El 15 de junio de 2025, la Dra. María Rodríguez, experta en salud, afirma que las aguas termales brindan múltiples beneficios.
Sumergirse en aguas termales es una experiencia única que va más allá de la simple relajación. Estas fuentes naturales de agua caliente, que emergen desde las profundidades de la Tierra, no solo brindan un momento de tranquilidad, sino también múltiples ventajas para el cuerpo y la mente. Sin embargo, es fundamental conocer sus propiedades y beneficios para aprovecharlas al máximo.
¿Qué son las aguas termales?
La Dra. Rodríguez explica que las aguas termales se forman en el subsuelo, donde el calor geotérmico del planeta las calienta. A medida que fluyen hacia la superficie, atraviesan capas de rocas y minerales, enriqueciéndose con componentes como azufre, magnesio, calcio y hierro, que les otorgan sus propiedades terapéuticas. Por lo tanto, su composición química varía según la región y el tipo de roca que atraviesan.
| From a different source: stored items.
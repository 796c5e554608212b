use anyhow::Result;
use indicatif::ProgressBar;
use serde::{Deserialize, Serialize};
use std::collections::HashMap;
use std::path::Path;

use crate::cipher::{Decryption, decrypt};
use crate::circuit::{Circuit, Gate, WireId};
use crate::constants::PROGRESS_UPDATE_INTERVAL;
use crate::error::EvaluationError;
use crate::garbler::GarbledTable;
use crate::keys::WireKey;
use crate::progress::gate_progress_bar;
use crate::wire_analyzer::{SATURATED_USAGE, analyze_wire_usage};

/// Output keys produced by evaluation, in output order
///
/// Only the garbler's decoding info can turn these back into bits.
#[derive(Debug, Clone, PartialEq, Eq, Serialize, Deserialize)]
pub struct EvaluatedOutputs {
    /// Output wire ids, in output order
    pub wires: Vec<WireId>,
    /// Resolved key of each output wire
    pub keys: Vec<WireKey>,
}

impl EvaluatedOutputs {
    /// Save evaluation result as JSON
    pub fn save_json<P: AsRef<Path>>(&self, path: P) -> Result<()> {
        let json = serde_json::to_string_pretty(self)?;
        std::fs::write(path, json)?;
        Ok(())
    }

    /// Load evaluation result from JSON
    pub fn load_json<P: AsRef<Path>>(path: P) -> Result<Self> {
        let data = std::fs::read_to_string(path)?;
        Ok(serde_json::from_str(&data)?)
    }
}

/// Resolve the output key of one gate by trial decryption
///
/// Every entry is tried so that a table with more than one opening entry is
/// detected instead of silently taking the first.
pub fn evaluate_gate(
    gate: &Gate,
    left: &WireKey,
    right: &WireKey,
    table: &GarbledTable,
) -> Result<WireKey, EvaluationError> {
    let mut resolved = None;
    let mut matches = 0usize;
    for ciphertext in &table.ciphertexts {
        if let Decryption::Matched(key) = decrypt(left, right, gate.id, ciphertext) {
            matches += 1;
            resolved.get_or_insert(key);
        }
    }

    match (resolved, matches) {
        (Some(key), 1) => Ok(key),
        (None, _) => {
            tracing::warn!(gate = gate.id, "no garbled table entry opened");
            Err(EvaluationError::NoMatchingEntry { gate: gate.id })
        }
        (Some(_), matches) => {
            tracing::warn!(gate = gate.id, matches, "several garbled table entries opened");
            Err(EvaluationError::AmbiguousEntries {
                gate: gate.id,
                matches,
            })
        }
    }
}

/// Evaluate a garbled circuit
///
/// Gates are processed in ascending id order; only keys that a later gate (or the
/// output) still needs are kept.
///
/// # Arguments
/// * `circuit` - The circuit topology shared by both parties
/// * `tables` - One garbled table per gate, in gate order
/// * `input_keys` - One key per input wire, wire 1 first
///
/// # Returns
/// * `Ok(EvaluatedOutputs)` - Keys of the output wires
/// * `Err(EvaluationError)` - Shape mismatch or a gate without exactly one opening entry
pub fn evaluate_circuit(
    circuit: &Circuit,
    tables: &[GarbledTable],
    input_keys: &[WireKey],
) -> Result<EvaluatedOutputs, EvaluationError> {
    evaluate_circuit_with_progress(circuit, tables, input_keys, &ProgressBar::hidden())
}

/// [`evaluate_circuit`] reporting per-gate progress on `pb`
pub fn evaluate_circuit_with_progress(
    circuit: &Circuit,
    tables: &[GarbledTable],
    input_keys: &[WireKey],
    pb: &ProgressBar,
) -> Result<EvaluatedOutputs, EvaluationError> {
    circuit.validate()?;
    if input_keys.len() != circuit.num_inputs() {
        return Err(EvaluationError::InputCountMismatch {
            expected: circuit.num_inputs(),
            found: input_keys.len(),
        });
    }
    if tables.len() != circuit.num_gates() {
        return Err(EvaluationError::TableCountMismatch {
            expected: circuit.num_gates(),
            found: tables.len(),
        });
    }

    let report = analyze_wire_usage(circuit);
    let mut remaining_usage = report.wire_usage_counts;

    let mut active_keys: HashMap<WireId, WireKey> = (1..)
        .zip(input_keys.iter().copied())
        .collect();
    let mut peak_active = active_keys.len();

    for (index, (gate, table)) in circuit.gates().iter().zip(tables).enumerate() {
        let resolve = |wire: WireId| {
            active_keys
                .get(&wire)
                .copied()
                .ok_or(EvaluationError::MissingWireKey {
                    gate: gate.id,
                    wire,
                })
        };
        let left = resolve(gate.left)?;
        let right = resolve(gate.right)?;

        let output = evaluate_gate(gate, &left, &right, table)?;
        active_keys.insert(gate.id, output);
        tracing::trace!(gate = gate.id, "resolved gate key");

        // Release input keys once their last consumer has run.
        for wire in [gate.left, gate.right] {
            let usage = &mut remaining_usage[wire as usize - 1];
            if *usage == SATURATED_USAGE || *usage == 0 {
                continue;
            }
            *usage -= 1;
            if *usage == 0 && !circuit.is_output(wire) {
                active_keys.remove(&wire);
            }
        }
        peak_active = peak_active.max(active_keys.len());

        if (index as u32 + 1).is_multiple_of(PROGRESS_UPDATE_INTERVAL) {
            pb.set_position(index as u64 + 1);
            pb.set_message(format!("Evaluating... {} active keys", active_keys.len()));
        }
    }
    pb.set_position(circuit.num_gates() as u64);
    pb.finish_with_message(format!("✓ Evaluated {} gates", circuit.num_gates()));

    let wires: Vec<WireId> = circuit.output_wires().collect();
    let keys = wires
        .iter()
        .map(|&wire| {
            active_keys
                .get(&wire)
                .copied()
                .ok_or(EvaluationError::MissingWireKey { gate: wire, wire })
        })
        .collect::<Result<Vec<_>, _>>()?;

    tracing::info!(
        gates = circuit.num_gates(),
        outputs = keys.len(),
        peak_active,
        "evaluated garbled circuit"
    );

    Ok(EvaluatedOutputs { wires, keys })
}

/// Evaluate with progress shown on the terminal
pub fn evaluate_circuit_verbose(
    circuit: &Circuit,
    tables: &[GarbledTable],
    input_keys: &[WireKey],
) -> Result<EvaluatedOutputs, EvaluationError> {
    let pb = gate_progress_bar(circuit.num_gates(), "Evaluating circuit...");
    evaluate_circuit_with_progress(circuit, tables, input_keys, &pb)
}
Clasificación de las aguas termales
Según su temperatura, las aguas termales se clasifican en: frías (menos de 20°C), hipotermales (20-35°C), mesotermales (35-45°C), hipertermales (45-100°C) y supertermales (más de 100°C, llegando hasta 150°C). Además, su clasificación también depende de su contenido mineral y propiedades terapéuticas.
Beneficios para la salud
Desde 1986, la Organización Mundial de la Salud (OMS) reconoce los beneficios de las aguas termales para tratamientos médicos, respaldando su uso en terapias de rehabilitación y bienestar. Algunos de los beneficios incluyen: mejorar la circulación, reforzar el sistema inmunológico, aliviar dolores musculares y articulares, promover la relajación y desintoxicar la piel. Asimismo, las aguas termales también pueden acelerar el metabolismo y mejorar la digestión.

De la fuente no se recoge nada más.